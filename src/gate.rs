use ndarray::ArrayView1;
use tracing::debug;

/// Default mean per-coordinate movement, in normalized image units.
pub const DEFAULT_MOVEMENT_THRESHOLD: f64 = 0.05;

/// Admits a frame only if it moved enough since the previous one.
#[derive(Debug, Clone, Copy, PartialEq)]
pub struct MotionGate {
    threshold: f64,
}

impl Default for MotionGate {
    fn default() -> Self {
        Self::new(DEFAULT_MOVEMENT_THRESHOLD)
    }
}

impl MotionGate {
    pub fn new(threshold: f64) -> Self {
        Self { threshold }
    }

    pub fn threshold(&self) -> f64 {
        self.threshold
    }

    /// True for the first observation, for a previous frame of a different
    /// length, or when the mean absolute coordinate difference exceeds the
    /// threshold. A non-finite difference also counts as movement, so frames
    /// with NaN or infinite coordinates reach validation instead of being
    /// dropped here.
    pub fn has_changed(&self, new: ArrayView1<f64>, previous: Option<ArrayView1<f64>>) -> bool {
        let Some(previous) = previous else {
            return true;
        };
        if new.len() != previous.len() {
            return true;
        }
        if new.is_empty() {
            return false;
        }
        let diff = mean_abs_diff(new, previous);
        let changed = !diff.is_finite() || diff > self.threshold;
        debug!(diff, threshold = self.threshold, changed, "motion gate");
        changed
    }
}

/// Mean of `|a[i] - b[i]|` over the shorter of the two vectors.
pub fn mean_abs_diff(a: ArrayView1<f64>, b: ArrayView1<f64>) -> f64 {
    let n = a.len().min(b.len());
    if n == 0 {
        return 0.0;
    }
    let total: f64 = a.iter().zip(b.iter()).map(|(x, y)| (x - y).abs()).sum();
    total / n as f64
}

# Task description:
If a line in the data contains the string "impl", copy it.

# Task response:
impl Default for MotionGate {
impl MotionGate {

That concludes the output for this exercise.